Глава тринадцатая
Случилось это через неделю после того разговора с матерью про неведомого мужика, что по деревне баламутит народ. Лешка работал на огороде, жег оставшуюся после уборки урожая ботву, траву и наводил порядок на зиму, чтоб огород ушел под снег чистым. Присел отдохнуть перед разгорающимся костром, глядя на жадно пожирающее сухую ботву пламя, он вдруг подумал о том, что неплохо было бы закинуть туда картошки и испечь ее в костре. Вспомнилось вдруг забавы детства, когда пекли картоху в таких же вот кострах, карауля, когда отец начнет жечь ботву на их огороде. Тогда уж высыпали все на огород, вроде как помочь отцу в таком увлекательном деле, в котором конечно же батя ни черта не соображал, поскольку давно уж вышел из того возраста, который нужен для такого важного дела.
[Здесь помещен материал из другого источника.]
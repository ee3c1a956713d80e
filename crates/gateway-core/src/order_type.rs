//! Order type (Market vs Limit), FIX OrdType (40).

#[derive(Debug, Copy, Clone, PartialEq, Eq)]
pub enum OrderType {
    Market,
    Limit,
}

impl OrderType {
    pub fn as_fix(self) -> char {
        match self {
            OrderType::Market => '1',
            OrderType::Limit => '2',
        }
    }
}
Это же во первых надо все обставить так, чтоб каждый костер был не такой, как у брата или сестры, а то же вовсе никакого кайфа нет от костра. Потом надо постоянно следить, чтоб твой костер горел пожарче и сильнее, может даже тайком от бати добавляя туда щепок и хвороста, тайком от отца конечно, ну конечно, чтоб он не видел. Это же еще надо умудриться проволочь мимо всевидящего родителя хворост или щепки, причем надо найти еще оные. Так что вот и превращалось такое простое с виду занятие в нечто такое, за что можешь и быть вовсе изгнан с огорода, коли батя увидит твои совсем ненужные занятия. Но и батя был не лыком шит. Поняв, что костры под их контролем начинают гореть сильнее, чем надо, он шел домой и выносил набранное в погребе ведро картошки. Тут уж все подпрыгивали от такого подарка и начиналось новое увлекательное действо, после которого руки, мордашки его помощников сверкали свеженанесенной на лица, вкруговую вокруг рта, маскирующей краски из обгоревшей до угля картошечной шкуры. И ведь не было больше вкуснее ничего на свете после той картохи, испеченной самим в костре на огороде.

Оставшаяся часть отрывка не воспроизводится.